Pour la LMDE, non seulement cette annonce « ne constitue par en l’état une simplification du système », mais serait même « un grave recul en matière d’autonomie ». 

Du côté de la Smerep (mutuelle du réseau Emevia), son président Hadrien Le Roux assure à Studyrama qu’ « aucune urgence n’existait ». Il rappelle que  « le régime étudiant a déjà été réformé il y a deux ans » et voit dans cette réforme « une précipitation à la fois incompréhensible et dangereuse ».

Stratégie politique ?

Pour Ahmed Hegazy, président d’Emevia, cette décision relèverait carrément d’une manœuvre politique. Au Monde, il déclare que « le gouvernement fait un cadeau à la Fage, qui veut la mort de la LMDE où l’Unef est puissante. Nous sommes les victimes collatérales d’une bataille qui ne nous concerne pas. »

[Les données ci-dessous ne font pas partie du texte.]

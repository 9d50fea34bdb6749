//! Configuration of the domain decomposition.

use serde::{Deserialize, Serialize};

use crate::backend::BackendKind;
use crate::constants::{
    DEFAULT_BUCKET_SIZE, DEFAULT_FOCUS_THETA, DEFAULT_HALO_FACTOR, DEFAULT_MAX_REBALANCE_ITERATIONS,
};
use crate::error::{DomainError, Result};
use crate::geometry::DomainBox;
use crate::sfc::CurveKind;

/// How the halo search radius is obtained.
#[derive(Debug, Clone, Copy, PartialEq, Serialize, Deserialize)]
#[serde(rename_all = "snake_case")]
pub enum HaloRadius {
    /// The same radius for every particle.
    Fixed(f64),
    /// `factor` times the largest smoothing length over all ranks.
    PerParticle {
        /// Multiple of the smoothing length.
        factor: f64,
    },
}

impl Default for HaloRadius {
    fn default() -> Self {
        HaloRadius::PerParticle {
            factor: DEFAULT_HALO_FACTOR,
        }
    }
}

impl HaloRadius {
    /// The radius for a largest smoothing length of `max_h`.
    pub fn radius(&self, max_h: f64) -> f64 {
        match *self {
            HaloRadius::Fixed(radius) => radius,
            HaloRadius::PerParticle { factor } => factor * max_h,
        }
    }
}

/// Parameters of a [crate::domain::Domain].
#[derive(Debug, Clone, PartialEq, Serialize, Deserialize)]
#[serde(default)]
pub struct DomainConfig {
    /// Maximum number of particles in a leaf of the global tree.
    pub bucket_size: usize,
    /// Halo search radius.
    pub halo_radius: HaloRadius,
    /// Space filling curve of the keys.
    pub curve: CurveKind,
    /// Execution backend. Must match the backend type of the domain.
    pub backend: BackendKind,
    /// Opening angle of the focused tree.
    pub focus_theta: f64,
    /// Bound on the rebalance iterations of the global tree per step.
    pub max_rebalance_iterations: usize,
    /// Initial domain box. Open axes are recomputed from the particles.
    pub domain_box: DomainBox,
}

impl Default for DomainConfig {
    fn default() -> Self {
        Self {
            bucket_size: DEFAULT_BUCKET_SIZE,
            halo_radius: HaloRadius::default(),
            curve: CurveKind::default(),
            backend: BackendKind::default(),
            focus_theta: DEFAULT_FOCUS_THETA,
            max_rebalance_iterations: DEFAULT_MAX_REBALANCE_ITERATIONS,
            domain_box: DomainBox::default(),
        }
    }
}

impl DomainConfig {
    /// Default configuration on the given box.
    pub fn new(domain_box: DomainBox) -> Self {
        Self {
            domain_box,
            ..Self::default()
        }
    }

    /// Parse and validate a configuration from JSON. Missing fields take their defaults.
    pub fn from_json(json: &str) -> Result<Self> {
        let config: DomainConfig = serde_json::from_str(json)
            .map_err(|e| DomainError::Config(format!("failed to parse configuration: {e}")))?;
        config.validate()?;
        Ok(config)
    }

    /// Serialize the configuration to JSON.
    pub fn to_json(&self) -> Result<String> {
        serde_json::to_string_pretty(self)
            .map_err(|e| DomainError::Config(format!("failed to serialize configuration: {e}")))
    }

    /// Validate the configuration.
    pub fn validate(&self) -> Result<()> {
        if self.bucket_size == 0 {
            return Err(DomainError::Config("bucket size must be positive".to_string()));
        }

        match self.halo_radius {
            HaloRadius::Fixed(radius) if !(radius.is_finite() && radius >= 0.0) => {
                return Err(DomainError::Config(format!(
                    "fixed halo radius must be finite and non-negative, got {radius}"
                )));
            }
            HaloRadius::PerParticle { factor } if !(factor.is_finite() && factor >= 0.0) => {
                return Err(DomainError::Config(format!(
                    "halo radius factor must be finite and non-negative, got {factor}"
                )));
            }
            _ => {}
        }

        if !(self.focus_theta.is_finite() && self.focus_theta > 0.0) {
            return Err(DomainError::Config(format!(
                "focus opening angle must be positive, got {}",
                self.focus_theta
            )));
        }

        if self.max_rebalance_iterations == 0 {
            return Err(DomainError::Config(
                "at least one rebalance iteration is required".to_string(),
            ));
        }

        self.domain_box.validate()
    }
}
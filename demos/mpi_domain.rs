//! Decompose random particles over the ranks of an MPI run.

use cornerstone_domain::{
    comm::mpi::MpiCommunicator,
    tools::{generate_random_points, seeded_rng},
    BoundaryKind, Domain, DomainBox, DomainConfig, ParticleSet,
};
use mpi::traits::Communicator as _;

pub fn main() {
    tracing_subscriber::fmt::init();

    // Initialise MPI
    let universe = mpi::initialize().unwrap();

    // Get the world communicator
    let world = universe.world();
    let comm = MpiCommunicator::new(&world);

    let domain_box = DomainBox::cube(0.0, 1.0, BoundaryKind::Open).unwrap();
    let config = DomainConfig::new(domain_box);

    // Create `npoints` per rank.
    let npoints = 10000;

    let mut rng = seeded_rng(world.rank() as usize);
    let [x, y, z] = generate_random_points(npoints, &domain_box, &mut rng);
    let mut particles = ParticleSet::<u64>::new(x, y, z, vec![0.01; npoints]).unwrap();

    let mut domain = Domain::<u64>::for_communicator(&comm, config).unwrap();
    let report = domain.sync(&comm, &mut particles).unwrap();

    println!(
        "rank {}: {} owned, {} halos",
        world.rank(),
        report.local_count,
        report.halo_count
    );
    if world.rank() == 0 {
        println!("{} particles in total.", report.global_particles);
    }
}
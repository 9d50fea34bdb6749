//! Message passing between ranks.
//!
//! The decomposition only needs a small set of operations from the
//! transport: element wise all-reduce of `u64` and `f64` slices and
//! non-blocking point-to-point messages of raw bytes completed by an explicit
//! wait. [Communicator] captures this set. [local::LocalCluster] runs ranks
//! as threads of one process, `mpi::MpiCommunicator` (feature `mpi`) maps it
//! onto MPI.
//!
//! Point-to-point exchanges follow one discipline: every rank posts all
//! receives, then all sends, then waits for every handle.

pub mod local;
#[cfg(feature = "mpi")]
pub mod mpi;

use crate::error::CommError;

/// Message tag.
pub type Tag = i32;

/// Tags of the messages exchanged by the decomposition.
#[derive(Debug, Clone, Copy, PartialEq, Eq, Hash)]
pub enum MessageTag {
    /// Per peer particle counts.
    Counts = 100,
    /// Particle rows moving to their new owner.
    Redistribute = 101,
    /// Halo particle rows.
    Halos = 102,
}

impl MessageTag {
    /// Numeric value of the tag.
    pub fn tag(self) -> Tag {
        self as Tag
    }
}

/// Reduction operator of an all-reduce.
#[derive(Debug, Clone, Copy, PartialEq, Eq, Hash)]
pub enum ReduceOp {
    /// Sum.
    Sum,
    /// Minimum.
    Min,
    /// Maximum.
    Max,
}

impl ReduceOp {
    /// Combine two `u64` values.
    pub fn apply_u64(self, a: u64, b: u64) -> u64 {
        match self {
            ReduceOp::Sum => a.saturating_add(b),
            ReduceOp::Min => a.min(b),
            ReduceOp::Max => a.max(b),
        }
    }

    /// Combine two `f64` values.
    pub fn apply_f64(self, a: f64, b: f64) -> f64 {
        match self {
            ReduceOp::Sum => a + b,
            ReduceOp::Min => f64::min(a, b),
            ReduceOp::Max => f64::max(a, b),
        }
    }
}

/// Transport used by the decomposition.
pub trait Communicator {
    /// Handle of a pending send.
    type SendRequest;
    /// Handle of a pending receive.
    type RecvRequest;

    /// Rank of the calling process.
    fn rank(&self) -> usize;

    /// Number of ranks.
    fn size(&self) -> usize;

    /// Element wise all-reduce. On return every rank holds the same values.
    fn all_reduce_u64(&self, values: &mut [u64], op: ReduceOp) -> Result<(), CommError>;

    /// Element wise all-reduce of floating point values.
    ///
    /// The result is bitwise identical on every rank.
    fn all_reduce_f64(&self, values: &mut [f64], op: ReduceOp) -> Result<(), CommError>;

    /// Start sending `data` to `dest`.
    fn send_async(
        &self,
        dest: usize,
        tag: Tag,
        data: Vec<u8>,
    ) -> Result<Self::SendRequest, CommError>;

    /// Start receiving a message of exactly `len` bytes from `source`.
    fn recv_async(
        &self,
        source: usize,
        tag: Tag,
        len: usize,
    ) -> Result<Self::RecvRequest, CommError>;

    /// Complete a send.
    fn wait_send(&self, request: Self::SendRequest) -> Result<(), CommError>;

    /// Complete a receive and return the message.
    fn wait_recv(&self, request: Self::RecvRequest) -> Result<Vec<u8>, CommError>;

    /// Abort the run on all ranks.
    fn abort(&self, code: i32);
}

/// All-reduce of a single `u64`.
pub fn all_reduce_scalar<C: Communicator>(
    comm: &C,
    value: u64,
    op: ReduceOp,
) -> Result<u64, CommError> {
    let mut values = [value];
    comm.all_reduce_u64(&mut values, op)?;
    Ok(values[0])
}

/// Exchange byte messages with a set of peers.
///
/// `outgoing` holds `(destination, data)` pairs, `incoming` holds
/// `(source, length)` pairs. Empty messages are skipped on both sides, so
/// sender and receiver must agree on which messages are empty. Returns the
/// received messages in the order of `incoming`.
pub fn exchange_buffers<C: Communicator>(
    comm: &C,
    tag: Tag,
    outgoing: Vec<(usize, Vec<u8>)>,
    incoming: &[(usize, usize)],
) -> Result<Vec<Vec<u8>>, CommError> {
    let mut receives = Vec::with_capacity(incoming.len());
    for &(source, len) in incoming {
        if len > 0 {
            receives.push(Some(comm.recv_async(source, tag, len)?));
        } else {
            receives.push(None);
        }
    }

    let mut sends = Vec::with_capacity(outgoing.len());
    for (dest, data) in outgoing {
        if !data.is_empty() {
            sends.push(comm.send_async(dest, tag, data)?);
        }
    }

    let mut messages = Vec::with_capacity(incoming.len());
    for receive in receives {
        match receive {
            Some(request) => messages.push(comm.wait_recv(request)?),
            None => messages.push(Vec::new()),
        }
    }
    for send in sends {
        comm.wait_send(send)?;
    }

    Ok(messages)
}

/// Send one `u64` to every peer and receive one from every peer.
///
/// Entry `r` of `counts` goes to rank `r`. Returns the values received from
/// each rank, the own entry is copied through.
pub fn exchange_counts<C: Communicator>(comm: &C, counts: &[u64]) -> Result<Vec<u64>, CommError> {
    let (rank, size) = (comm.rank(), comm.size());
    debug_assert_eq!(counts.len(), size);

    let peers = (0..size).filter(|&peer| peer != rank).collect::<Vec<_>>();
    let outgoing = peers
        .iter()
        .map(|&peer| (peer, counts[peer].to_le_bytes().to_vec()))
        .collect();
    let incoming = peers.iter().map(|&peer| (peer, 8)).collect::<Vec<_>>();

    let messages = exchange_buffers(comm, MessageTag::Counts.tag(), outgoing, &incoming)?;

    let mut received = vec![0; size];
    received[rank] = counts[rank];
    for (&peer, message) in peers.iter().zip(messages) {
        let bytes: [u8; 8] = message.as_slice().try_into().map_err(|_| CommError::SizeMismatch {
            peer,
            tag: MessageTag::Counts.tag(),
            expected: 8,
            received: message.len(),
        })?;
        received[peer] = u64::from_le_bytes(bytes);
    }
    Ok(received)
}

L’Unef, justement est également vent debout contre ce rattachement des étudiants au régime général, demandé par la Fage. « Il est facile d’accuser le régime étudiant de difficultés de santé largement causées par les réformes des gouvernements successifs », regrette-t-elle.

Pour le moment, les mutuelles étudiantes ne devraient pas disparaître définitivement, puisque leur activité de complémentaire et leurs actions de prévention seront encore possibles.